Chereads / Blood Mage - The Undertaker / Chapter 49 - Chapter 12.1

Chapter 49 - Chapter 12.1

There was a lull in our settlement for a while: housing was being completed, children were being resettled, weapons were being dismantled and counted, the protective fields around the settlement were being increased little by little, and so on.

We took out exactly a hundred children. Babies from two to seven years old. With them were five adults - four women and a man, a watchman. The women are nannies, a cook, and a deputy director. One of the nannies, Lillian Barrett , turned out to be an almost better acquisition than the entire stock of weapons.

The young woman, just the one who came first out of the kindergarten in the crowd of children and opened the gate, like me, Eduard and Lucas, turned out to be a mage. A druid. Those very vines were the work of her hands. The mutant plants, at her will, protected the building from shadows and mutants. The pollen worked on the mutants, drugging and disabling them, and the tough, thick stems choked and bound and sprouted into bodies, feeding on flesh and blood in the process. Moreover, shadows could not slip through the whips of these plants, which was much more important.

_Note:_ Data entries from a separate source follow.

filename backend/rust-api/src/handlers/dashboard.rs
use axum::{
    extract::{Query, State},
    response::IntoResponse,
    Extension, Json,
};
use std::sync::Arc;

use crate::{
    error::AppResult,
    middlewares::auth::Principal,
    models::dashboard::DashboardQuery,
    services::{dashboard_service::DashboardService, AppState},
};

/// GET /dashboard?classroom_id=
pub async fn teacher_dashboard(
    State(state): State<Arc<AppState>>,
    Extension(principal): Extension<Principal>,
    Query(query): Query<DashboardQuery>,
) -> AppResult<impl IntoResponse> {
    let dashboard = DashboardService::new(state.db.clone())
        .teacher_dashboard(&principal, query.classroom_id)
        .await?;
    Ok(Json(dashboard))
}
use axum::{extract::Request, middleware::Next, response::Response};
use std::time::Instant;

use crate::metrics::{HTTP_REQUESTS_TOTAL, HTTP_REQUEST_DURATION_SECONDS};

/// Records request count and latency per method, route and status.
pub async fn metrics_middleware(req: Request, next: Next) -> Response {
    let start = Instant::now();
    let method = req.method().to_string();
    let path = normalize_path(req.uri().path());

    let response = next.run(req).await;

    let status = response.status().as_u16().to_string();
    HTTP_REQUESTS_TOTAL
        .with_label_values(&[&method, &path, &status])
        .inc();
    HTTP_REQUEST_DURATION_SECONDS
        .with_label_values(&[&method, &path])
        .observe(start.elapsed().as_secs_f64());

    response
}

/// Numeric segments collapse to `{id}` to keep label cardinality bounded.
fn normalize_path(path: &str) -> String {
    path.split('/')
        .map(|segment| {
            if !segment.is_empty() && segment.bytes().all(|b| b.is_ascii_digit()) {
                "{id}"
            } else {
                segment
            }
        })
        .collect::<Vec<_>>()
        .join("/")
}

#[cfg(test)]
mod tests {
    use super::*;

    #[test]
    fn numeric_segments_are_collapsed() {
        assert_eq!(normalize_path("/users/42"), "/users/{id}");
        assert_eq!(normalize_path("/progress/task/7"), "/progress/task/{id}");
        assert_eq!(normalize_path("/users/42/photo"), "/users/{id}/photo");
        assert_eq!(normalize_path("/health"), "/health");
        assert_eq!(normalize_path("/"), "/");
    }
}
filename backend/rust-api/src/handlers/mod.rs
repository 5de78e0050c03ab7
use axum::{
    extract::{Request, State},
    http::{header, HeaderMap, StatusCode},
    middleware::Next,
    response::{IntoResponse, Response},
    Json,
};
use base64::{engine::general_purpose, Engine as _};
use serde_json::json;
use std::sync::Arc;
use std::time::Duration;

use crate::metrics;
use crate::services::AppState;

pub mod classrooms;
pub mod dashboard;
pub mod progress;
pub mod tasks;
pub mod users;

pub async fn health_check(State(state): State<Arc<AppState>>) -> impl IntoResponse {
    let database = check_database(&state).await;
    let healthy = database.get("status").and_then(|v| v.as_str()) == Some("healthy");

    let status_code = if healthy {
        StatusCode::OK
    } else {
        StatusCode::SERVICE_UNAVAILABLE
    };

    (
        status_code,
        Json(json!({
            "status": if healthy { "healthy" } else { "degraded" },
            "service": "matemagica-api",
            "version": env!("CARGO_PKG_VERSION"),
            "dependencies": { "postgres": database }
        })),
    )
}

async fn check_database(state: &AppState) -> serde_json::Map<String, serde_json::Value> {
    let mut result = serde_json::Map::new();

    match tokio::time::timeout(
        Duration::from_secs(1),
        sqlx::query("SELECT 1").execute(&state.db),
    )
    .await
    {
        Ok(Ok(_)) => {
            result.insert("status".to_string(), json!("healthy"));
            result.insert("message".to_string(), json!("PostgreSQL connection successful"));
        }
        Ok(Err(e)) => {
            tracing::warn!("Health check query failed: {}", e);
            result.insert("status".to_string(), json!("unhealthy"));
            result.insert("error".to_string(), json!("PostgreSQL query failed"));
        }
        Err(_) => {
            result.insert("status".to_string(), json!("unhealthy"));
            result.insert("error".to_string(), json!("PostgreSQL timeout after 1s"));
        }
    }

    result
}

pub async fn metrics_handler() -> impl IntoResponse {
    match metrics::render_metrics() {
        Ok(metrics_text) => (StatusCode::OK, metrics_text),
        Err(e) => (
            StatusCode::INTERNAL_SERVER_ERROR,
            format!("Failed to render metrics: {}", e),
        ),
    }
}

/// Protects `/metrics` with HTTP Basic auth against `METRICS_AUTH` (`user:password`).
pub async fn metrics_auth_middleware(
    headers: HeaderMap,
    request: Request,
    next: Next,
) -> Result<Response, StatusCode> {
    let encoded = headers
        .get(header::AUTHORIZATION)
        .and_then(|v| v.to_str().ok())
        .and_then(|v| v.strip_prefix("Basic "))
        .ok_or(StatusCode::UNAUTHORIZED)?;

    let decoded = general_purpose::STANDARD
        .decode(encoded.trim())
        .map_err(|_| StatusCode::UNAUTHORIZED)?;
    let credentials = String::from_utf8(decoded).map_err(|_| StatusCode::UNAUTHORIZED)?;

    let expected = std::env::var("METRICS_AUTH").unwrap_or_else(|_| "admin:changeme".to_string());

    if credentials != expected {
        tracing::warn!("Rejected metrics scrape with wrong credentials");
        return Err(StatusCode::UNAUTHORIZED);
    }

    Ok(next.run(request).await)
}
use lazy_static::lazy_static;
use prometheus::{
    register_histogram_vec, register_int_counter_vec, register_int_gauge, Encoder, HistogramVec,
    IntCounterVec, IntGauge, TextEncoder,
};

lazy_static! {
    // HTTP
    pub static ref HTTP_REQUESTS_TOTAL: IntCounterVec = register_int_counter_vec!(
        "http_requests_total",
        "Total number of HTTP requests",
        &["method", "path", "status"]
    )
    .unwrap();

    pub static ref HTTP_REQUEST_DURATION_SECONDS: HistogramVec = register_histogram_vec!(
        "http_request_duration_seconds",
        "HTTP request duration in seconds",
        &["method", "path"],
        vec![0.001, 0.005, 0.01, 0.025, 0.05, 0.1, 0.25, 0.5, 1.0, 2.5, 5.0, 10.0]
    )
    .unwrap();

    // Database (PostgreSQL)
    pub static ref DB_OPERATIONS_TOTAL: IntCounterVec = register_int_counter_vec!(
        "db_operations_total",
        "Total number of database operations",
        &["operation", "status"]
    )
    .unwrap();

    pub static ref DB_OPERATION_DURATION_SECONDS: HistogramVec = register_histogram_vec!(
        "db_operation_duration_seconds",
        "Database operation duration in seconds",
        &["operation"],
        vec![0.001, 0.005, 0.01, 0.025, 0.05, 0.1, 0.25, 0.5, 1.0]
    )
    .unwrap();

    // Grading
    pub static ref TASK_SUBMISSIONS_TOTAL: IntCounterVec = register_int_counter_vec!(
        "task_submissions_total",
        "Total number of task submissions",
        &["grading"]
    )
    .unwrap();

    // Image stylization
    pub static ref STYLIZE_JOBS_TOTAL: IntCounterVec = register_int_counter_vec!(
        "stylize_jobs_total",
        "Total number of photo stylization jobs",
        &["status"]
    )
    .unwrap();

    pub static ref STYLIZE_QUEUE_DEPTH: IntGauge = register_int_gauge!(
        "stylize_queue_depth",
        "Number of stylization jobs waiting for the worker"
    )
    .unwrap();
}

/// Renders all metrics in Prometheus text format
pub fn render_metrics() -> Result<String, prometheus::Error> {
    let encoder = TextEncoder::new();
    let metric_families = prometheus::gather();
    let mut buffer = Vec::new();
    encoder.encode(&metric_families, &mut buffer)?;
    String::from_utf8(buffer)
        .map_err(|e| prometheus::Error::Msg(format!("Failed to convert metrics to UTF-8: {}", e)))
}

/// Runs a database future and records its outcome and latency under `operation`.
pub async fn track_db_operation<F, T, E>(operation: &str, future: F) -> Result<T, E>
where
    F: std::future::Future<Output = Result<T, E>>,
{
    let start = std::time::Instant::now();
    let result = future.await;
    let duration = start.elapsed().as_secs_f64();

    let status = if result.is_ok() { "success" } else { "error" };

    DB_OPERATIONS_TOTAL
        .with_label_values(&[operation, status])
        .inc();

    DB_OPERATION_DURATION_SECONDS
        .with_label_values(&[operation])
        .observe(duration);

    result
}

#[cfg(test)]
mod tests {
    use super::*;

    #[test]
    fn render_includes_http_counter() {
        HTTP_REQUESTS_TOTAL
            .with_label_values(&["GET", "/test", "200"])
            .inc();

        let output = render_metrics().unwrap();
        assert!(output.contains("http_requests_total"));
    }

    #[tokio::test]
    async fn db_operation_outcome_is_counted() {
        let before = DB_OPERATIONS_TOTAL
            .with_label_values(&["unit_test_op", "error"])
            .get();

        let result: Result<(), &str> = track_db_operation("unit_test_op", async { Err("boom") }).await;
        assert!(result.is_err());

        let after = DB_OPERATIONS_TOTAL
            .with_label_values(&["unit_test_op", "error"])
            .get();
        assert_eq!(after, before + 1);
    }
}
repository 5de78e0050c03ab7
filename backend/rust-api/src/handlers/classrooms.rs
use axum::{extract::State, http::StatusCode, response::IntoResponse, Extension, Json};
use std::sync::Arc;

use crate::{
    error::AppResult,
    extractors::{AppJson, AppPath},
    middlewares::auth::Principal,
    models::classroom::{CreateClassroomRequest, UpdateClassroomRequest},
    services::{classroom_service::ClassroomService, AppState},
};

/// POST /classrooms
pub async fn create_classroom(
    State(state): State<Arc<AppState>>,
    Extension(principal): Extension<Principal>,
    AppJson(req): AppJson<CreateClassroomRequest>,
) -> AppResult<impl IntoResponse> {
    let classroom = ClassroomService::new(state.db.clone())
        .create(&principal, req)
        .await?;
    Ok((StatusCode::CREATED, Json(classroom)))
}

/// GET /classrooms
pub async fn list_classrooms(
    State(state): State<Arc<AppState>>,
    Extension(principal): Extension<Principal>,
) -> AppResult<impl IntoResponse> {
    let classrooms = ClassroomService::new(state.db.clone())
        .list_for_teacher(&principal)
        .await?;
    Ok(Json(classrooms))
}

/// GET /classrooms/{id}
pub async fn get_classroom(
    State(state): State<Arc<AppState>>,
    Extension(principal): Extension<Principal>,
    AppPath(classroom_id): AppPath<i64>,
) -> AppResult<impl IntoResponse> {
    let classroom = ClassroomService::new(state.db.clone())
        .get(&principal, classroom_id)
        .await?;
    Ok(Json(classroom))
}

/// PUT /classrooms/{id}
pub async fn update_classroom(
    State(state): State<Arc<AppState>>,
    Extension(principal): Extension<Principal>,
    AppPath(classroom_id): AppPath<i64>,
    AppJson(req): AppJson<UpdateClassroomRequest>,
) -> AppResult<impl IntoResponse> {
    let classroom = ClassroomService::new(state.db.clone())
        .update(&principal, classroom_id, req)
        .await?;
    Ok(Json(classroom))
}

/// DELETE /classrooms/{id}
pub async fn delete_classroom(
    State(state): State<Arc<AppState>>,
    Extension(principal): Extension<Principal>,
    AppPath(classroom_id): AppPath<i64>,
) -> AppResult<impl IntoResponse> {
    let deleted = ClassroomService::new(state.db.clone())
        .delete(&principal, classroom_id)
        .await?;
    Ok(Json(deleted))
}
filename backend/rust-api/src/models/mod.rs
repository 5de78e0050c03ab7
use thiserror::Error;

pub mod classroom;
pub mod dashboard;
pub mod progress;
pub mod task;
pub mod user;

/// A text column holds a value outside the enum it maps to.
#[derive(Debug, Error)]
#[error("invalid {kind}: '{value}'")]
pub struct ParseEnumError {
    pub kind: &'static str,
    pub value: String,
}

impl ParseEnumError {
    pub fn new(kind: &'static str, value: String) -> Self {
        Self { kind, value }
    }
}
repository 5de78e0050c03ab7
use sqlx::PgPool;

use crate::config::Config;
use crate::middlewares::auth::JwtService;
use image_pipeline::ImageQueue;

pub struct AppState {
    pub config: Config,
    pub db: PgPool,
    pub images: ImageQueue,
}

impl AppState {
    pub fn new(config: Config, db: PgPool, images: ImageQueue) -> Self {
        Self { config, db, images }
    }

    pub fn jwt(&self) -> JwtService {
        JwtService::new(&self.config.jwt_secret, self.config.token_ttl_seconds)
    }
}

pub mod auth_service;
pub mod classroom_service;
pub mod dashboard_service;
pub mod grading;
pub mod image_pipeline;
pub mod progress_service;
pub mod task_service;
pub mod uploads;
pub mod user_service;
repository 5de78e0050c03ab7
use sqlx::{PgExecutor, PgPool};
use validator::Validate;

use crate::error::{AppError, AppResult};
use crate::metrics::track_db_operation;
use crate::middlewares::auth::Principal;
use crate::models::classroom::{
    Classroom, ClassroomDeleted, CreateClassroomRequest, UpdateClassroomRequest,
};
use crate::models::user::UserType;

const CLASSROOM_COLUMNS: &str = "id, name, description, teacher_id, created_at";

/// Loads a classroom and checks that `teacher_id` owns it.
pub async fn fetch_owned_classroom<'e, E>(
    executor: E,
    classroom_id: i64,
    teacher_id: i64,
) -> AppResult<Classroom>
where
    E: PgExecutor<'e>,
{
    let classroom: Option<Classroom> = sqlx::query_as(&format!(
        "SELECT {} FROM classroom WHERE id = $1",
        CLASSROOM_COLUMNS
    ))
    .bind(classroom_id)
    .fetch_optional(executor)
    .await?;

    let classroom = classroom.ok_or_else(|| AppError::not_found("Classroom not found"))?;
    if classroom.teacher_id != teacher_id {
        return Err(AppError::forbidden("Classroom belongs to another teacher"));
    }
    Ok(classroom)
}

pub struct ClassroomService {
    db: PgPool,
}

impl ClassroomService {
    pub fn new(db: PgPool) -> Self {
        Self { db }
    }

    pub async fn create(
        &self,
        teacher: &Principal,
        req: CreateClassroomRequest,
    ) -> AppResult<Classroom> {
        req.validate()?;

        let classroom: Classroom = track_db_operation(
            "classroom.insert",
            sqlx::query_as(&format!(
                "INSERT INTO classroom (name, description, teacher_id)
                 VALUES ($1, $2, $3)
                 RETURNING {}",
                CLASSROOM_COLUMNS
            ))
            .bind(req.name.trim())
            .bind(&req.description)
            .bind(teacher.id)
            .fetch_one(&self.db),
        )
        .await?;

        tracing::info!(
            classroom_id = classroom.id,
            teacher_id = teacher.id,
            "Classroom created"
        );
        Ok(classroom)
    }

    pub async fn list_for_teacher(&self, teacher: &Principal) -> AppResult<Vec<Classroom>> {
        let classrooms = track_db_operation(
            "classroom.list",
            sqlx::query_as::<_, Classroom>(&format!(
                "SELECT {} FROM classroom WHERE teacher_id = $1 ORDER BY name, id",
                CLASSROOM_COLUMNS
            ))
            .bind(teacher.id)
            .fetch_all(&self.db),
        )
        .await?;
        Ok(classrooms)
    }

    pub async fn get(&self, teacher: &Principal, classroom_id: i64) -> AppResult<Classroom> {
        fetch_owned_classroom(&self.db, classroom_id, teacher.id).await
    }

    pub async fn update(
        &self,
        teacher: &Principal,
        classroom_id: i64,
        req: UpdateClassroomRequest,
    ) -> AppResult<Classroom> {
        req.validate()?;
        if req.is_empty() {
            return Err(AppError::validation("No fields to update"));
        }

        let current = fetch_owned_classroom(&self.db, classroom_id, teacher.id).await?;

        if let Some(new_owner) = req.teacher_id.filter(|id| *id != current.teacher_id) {
            let owner_type: Option<String> =
                sqlx::query_scalar("SELECT type FROM users WHERE id = $1")
                    .bind(new_owner)
                    .fetch_optional(&self.db)
                    .await?;
            if owner_type.as_deref() != Some(UserType::Teacher.as_str()) {
                return Err(AppError::not_found("New owner is not an existing teacher"));
            }
        }

        let merged = req.merge(&current);

        let updated: Classroom = track_db_operation(
            "classroom.update",
            sqlx::query_as(&format!(
                "UPDATE classroom SET name = $1, description = $2, teacher_id = $3
                 WHERE id = $4
                 RETURNING {}",
                CLASSROOM_COLUMNS
            ))
            .bind(&merged.name)
            .bind(&merged.description)
            .bind(merged.teacher_id)
            .bind(classroom_id)
            .fetch_one(&self.db),
        )
        .await?;

        if updated.teacher_id != current.teacher_id {
            tracing::info!(
                classroom_id,
                from = current.teacher_id,
                to = updated.teacher_id,
                "Classroom handed over"
            );
        }
        Ok(updated)
    }

    /// Deletes the classroom; its students stay, detached from any classroom.
    pub async fn delete(&self, teacher: &Principal, classroom_id: i64) -> AppResult<ClassroomDeleted> {
        let mut tx = self.db.begin().await?;

        fetch_owned_classroom(&mut *tx, classroom_id, teacher.id).await?;

        let detached = sqlx::query("UPDATE users SET classroom_id = NULL WHERE classroom_id = $1")
            .bind(classroom_id)
            .execute(&mut *tx)
            .await?
            .rows_affected();

        sqlx::query("DELETE FROM classroom WHERE id = $1")
            .bind(classroom_id)
            .execute(&mut *tx)
            .await?;

        track_db_operation("classroom.delete", tx.commit()).await?;

        tracing::info!(classroom_id, detached, "Classroom deleted");
        Ok(ClassroomDeleted {
            id: classroom_id,
            detached_students: detached,
        })
    }
}
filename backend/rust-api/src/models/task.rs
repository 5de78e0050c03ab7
use chrono::{DateTime, Utc};
use serde::{Deserialize, Serialize};
use serde_json::Value;
use sqlx::FromRow;
use validator::Validate;

use super::ParseEnumError;

/// Kind of exercise. Everything except `OpenEnded` is graded automatically.
#[derive(Debug, Clone, Copy, Serialize, Deserialize, PartialEq, Eq)]
#[serde(rename_all = "snake_case")]
pub enum TaskType {
    Addition,
    Subtraction,
    Multiplication,
    Division,
    MixedOperations,
    MultipleChoice,
    FillInBlank,
    OpenEnded,
}

impl TaskType {
    pub const ALL: [TaskType; 8] = [
        TaskType::Addition,
        TaskType::Subtraction,
        TaskType::Multiplication,
        TaskType::Division,
        TaskType::MixedOperations,
        TaskType::MultipleChoice,
        TaskType::FillInBlank,
        TaskType::OpenEnded,
    ];

    pub fn as_str(&self) -> &'static str {
        match self {
            TaskType::Addition => "addition",
            TaskType::Subtraction => "subtraction",
            TaskType::Multiplication => "multiplication",
            TaskType::Division => "division",
            TaskType::MixedOperations => "mixed_operations",
            TaskType::MultipleChoice => "multiple_choice",
            TaskType::FillInBlank => "fill_in_blank",
            TaskType::OpenEnded => "open_ended",
        }
    }

    pub fn is_auto_graded(&self) -> bool {
        !matches!(self, TaskType::OpenEnded)
    }
}

impl TryFrom<String> for TaskType {
    type Error = ParseEnumError;

    fn try_from(value: String) -> Result<Self, Self::Error> {
        TaskType::ALL
            .into_iter()
            .find(|t| t.as_str() == value)
            .ok_or_else(|| ParseEnumError::new("task type", value))
    }
}

/// Row of the `tasks` table. `answer` holds the JSON-encoded canonical answer.
#[derive(Debug, Clone, FromRow)]
pub struct Task {
    pub id: i64,
    pub title: String,
    #[sqlx(rename = "type", try_from = "String")]
    pub task_type: TaskType,
    pub content: Option<Value>,
    pub difficulty: Option<String>,
    pub classroom_id: i64,
    pub teacher_id: i64,
    pub answer: Option<String>,
    pub created_at: DateTime<Utc>,
}

/// Task as sent to clients. Students never receive the canonical answer.
#[derive(Debug, Serialize)]
pub struct TaskView {
    pub id: i64,
    pub title: String,
    #[serde(rename = "type")]
    pub task_type: TaskType,
    pub content: Option<Value>,
    pub difficulty: Option<String>,
    pub classroom_id: i64,
    pub teacher_id: i64,
    #[serde(skip_serializing_if = "Option::is_none")]
    pub answer: Option<Value>,
    pub created_at: DateTime<Utc>,
}

impl TaskView {
    pub fn new(task: Task, include_answer: bool) -> Self {
        let answer = if include_answer {
            task.answer
                .as_deref()
                .map(|raw| serde_json::from_str(raw).unwrap_or_else(|_| Value::String(raw.to_string())))
        } else {
            None
        };

        TaskView {
            id: task.id,
            title: task.title,
            task_type: task.task_type,
            content: task.content,
            difficulty: task.difficulty,
            classroom_id: task.classroom_id,
            teacher_id: task.teacher_id,
            answer,
            created_at: task.created_at,
        }
    }
}

/// Text stored in `tasks.answer` for an answer received as JSON.
/// A JSON string is taken as already encoded; anything else is serialized.
pub fn encode_answer(answer: &Value) -> String {
    match answer {
        Value::String(raw) => raw.clone(),
        other => other.to_string(),
    }
}

#[derive(Debug, Deserialize, Validate)]
pub struct CreateTaskRequest {
    #[validate(length(
        min = 1,
        max = 200,
        message = "Title must be between 1 and 200 characters"
    ))]
    pub title: String,

    #[serde(rename = "type")]
    pub task_type: TaskType,

    pub content: Option<Value>,

    #[validate(length(max = 50, message = "Difficulty is too long"))]
    pub difficulty: Option<String>,

    pub classroom_id: i64,

    pub answer: Option<Value>,
}

#[derive(Debug, Serialize)]
pub struct CreateTaskResponse {
    #[serde(flatten)]
    pub task: TaskView,
    /// Number of progress rows created for the enrolled students.
    pub assigned_students: u64,
}

/// Partial update of a task; absent fields keep their stored value.
#[derive(Debug, Default, Deserialize, Validate)]
pub struct UpdateTaskRequest {
    #[validate(length(
        min = 1,
        max = 200,
        message = "Title must be between 1 and 200 characters"
    ))]
    pub title: Option<String>,

    #[serde(rename = "type")]
    pub task_type: Option<TaskType>,

    pub content: Option<Value>,

    #[validate(length(max = 50, message = "Difficulty is too long"))]
    pub difficulty: Option<String>,

    pub answer: Option<Value>,
}

impl UpdateTaskRequest {
    pub fn is_empty(&self) -> bool {
        self.title.is_none()
            && self.task_type.is_none()
            && self.content.is_none()
            && self.difficulty.is_none()
            && self.answer.is_none()
    }

    pub fn merge(self, current: &Task) -> Task {
        Task {
            id: current.id,
            title: self.title.unwrap_or_else(|| current.title.clone()),
            task_type: self.task_type.unwrap_or(current.task_type),
            content: self.content.or_else(|| current.content.clone()),
            difficulty: self.difficulty.or_else(|| current.difficulty.clone()),
            classroom_id: current.classroom_id,
            teacher_id: current.teacher_id,
            answer: self
                .answer
                .as_ref()
                .map(encode_answer)
                .or_else(|| current.answer.clone()),
            created_at: current.created_at,
        }
    }
}

#[derive(Debug, Deserialize)]
pub struct ListTasksQuery {
    pub classroom_id: Option<i64>,
}
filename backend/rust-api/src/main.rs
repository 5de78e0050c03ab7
use anyhow::Context;
use sqlx::postgres::PgPoolOptions;
use std::sync::Arc;
use std::time::Duration;
use tracing_subscriber::{layer::SubscriberExt, util::SubscriberInitExt};

use matemagica_api::{
    config::Config,
    create_router,
    services::image_pipeline::{GeminiStylizer, ImageQueue, ImageWorker},
    services::AppState,
};

/// Pending stylization jobs; submissions beyond this are dropped.
const STYLIZE_QUEUE_CAPACITY: usize = 64;

#[tokio::main]
async fn main() -> anyhow::Result<()> {
    let _tracer = init_telemetry()?;

    tracing_subscriber::registry()
        .with(
            tracing_subscriber::EnvFilter::try_from_default_env()
                .unwrap_or_else(|_| "matemagica_api=debug,tower_http=debug".into()),
        )
        .with(tracing_subscriber::fmt::layer())
        .with(tracing_opentelemetry::layer())
        .init();

    tracing::info!("Starting Matemagica API");

    let config = Config::load().context("Failed to load configuration")?;
    tracing::info!(
        grading_mode = config.grading_mode.as_str(),
        "Configuration loaded for environment: {}",
        std::env::var("APP_ENV").unwrap_or_else(|_| "dev".to_string())
    );

    let pool = PgPoolOptions::new()
        .max_connections(config.database_max_connections)
        .acquire_timeout(Duration::from_secs(5))
        .connect(&config.database_url)
        .await
        .context("Failed to connect to PostgreSQL")?;
    tracing::info!("PostgreSQL connected");

    sqlx::migrate!("./migrations")
        .run(&pool)
        .await
        .context("Failed to run database migrations")?;

    tokio::fs::create_dir_all(&config.upload_dir)
        .await
        .with_context(|| format!("Failed to create upload directory {}", config.upload_dir))?;

    let images = match GeminiStylizer::from_settings(&config.stylizer)? {
        Some(stylizer) => {
            let (queue, receiver) = ImageQueue::channel(STYLIZE_QUEUE_CAPACITY);
            ImageWorker::new(
                pool.clone(),
                Arc::new(stylizer),
                config.upload_dir.clone(),
                receiver,
            )
            .spawn();
            tracing::info!(model = %config.stylizer.model, "Photo stylization enabled");
            queue
        }
        None => {
            tracing::warn!("No stylizer API key configured, photo stylization disabled");
            ImageQueue::disabled()
        }
    };

    let bind_addr = config.bind_addr.clone();
    let app_state = Arc::new(AppState::new(config, pool, images));
    let app = create_router(app_state);

    let listener = tokio::net::TcpListener::bind(&bind_addr)
        .await
        .with_context(|| format!("Failed to bind {}", bind_addr))?;
    tracing::info!("Server listening on {}", listener.local_addr()?);

    axum::serve(listener, app).await?;

    shutdown_telemetry();
    Ok(())
}

fn init_telemetry() -> anyhow::Result<opentelemetry_sdk::trace::Tracer> {
    use opentelemetry::trace::TracerProvider as _;
    use opentelemetry::KeyValue;
    use opentelemetry_otlp::WithExportConfig;
    use opentelemetry_sdk::trace::SdkTracerProvider;
    use opentelemetry_sdk::Resource;

    let otlp_endpoint = std::env::var("OTEL_EXPORTER_OTLP_ENDPOINT")
        .unwrap_or_else(|_| "http://localhost:4318".to_string());

    let exporter = opentelemetry_otlp::SpanExporter::builder()
        .with_http()
        .with_endpoint(otlp_endpoint)
        .build()
        .context("Failed to create OTLP exporter")?;

    let resource = Resource::builder_empty()
        .with_service_name("matemagica-api")
        .with_attributes(vec![KeyValue::new(
            "service.version",
            env!("CARGO_PKG_VERSION"),
        )])
        .build();

    let provider = SdkTracerProvider::builder()
        .with_batch_exporter(exporter)
        .with_resource(resource)
        .build();

    let tracer = provider.tracer("matemagica-api");
    opentelemetry::global::set_tracer_provider(provider);

    Ok(tracer)
}

fn shutdown_telemetry() {
    tracing::info!("Shutting down OpenTelemetry");
}
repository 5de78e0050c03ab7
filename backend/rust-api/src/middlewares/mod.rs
pub mod auth;
pub mod metrics;
pub mod request_id;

Food was simple enough: the kitchen was stocked with potatoes, carrots, and cabbage and radishes. There were also a few greenhouses on the grounds of the garden, very tiny ones, not so much for food but to keep the older kids busy. Several varieties of cucumbers and tomatoes grew in the greenhouses. After Lillian worked with them, the vegetables not only grew larger, but also bore fruit within a week. Life span and micronutrient requirements changed accordingly. To ensure that the new varieties do not turn the soil into almost useless sand, it is constantly fertilized. What - a separate conversation, which definitely should not be started in a decent society and at the table. Rapid-ripening vegetables were mainly used to save it. She also got water with the help of plants: the druid made aloes and cacti growing on the windows in her studies into water-collecting plants by exerting herself. The plants grew to more than two meters in size, and the juice in their flesh became useful and a thirst-quenching delight. In addition, the huge sharp thorns and tree-like skin, which acted as an external skeleton, so that the plants did not sprawl under their own weight on the ground into mush, became an additional line of defense in the way of mutants and the rare zombies, which were lucky to get over the bars of the fence. We couldn't see this plantation, as it was blocking the building.

Lillian was now engaged in our fields, increasing the growth of cultivated plants, the size and ripening rate of their fruit. This girl was of far more use to the Enclave than either I or the flamethrower. Except that the healer was on a par with her.

After the fields, the druid promised to work on fruit trees and bushes - pears, apples, currants and so on. According to her words, already in six months the village will be able to enjoy the taste of their fruits. Of course, genetically modified, but, as they say, hunger is not a bitch.

It would be more accurate to say magomodified.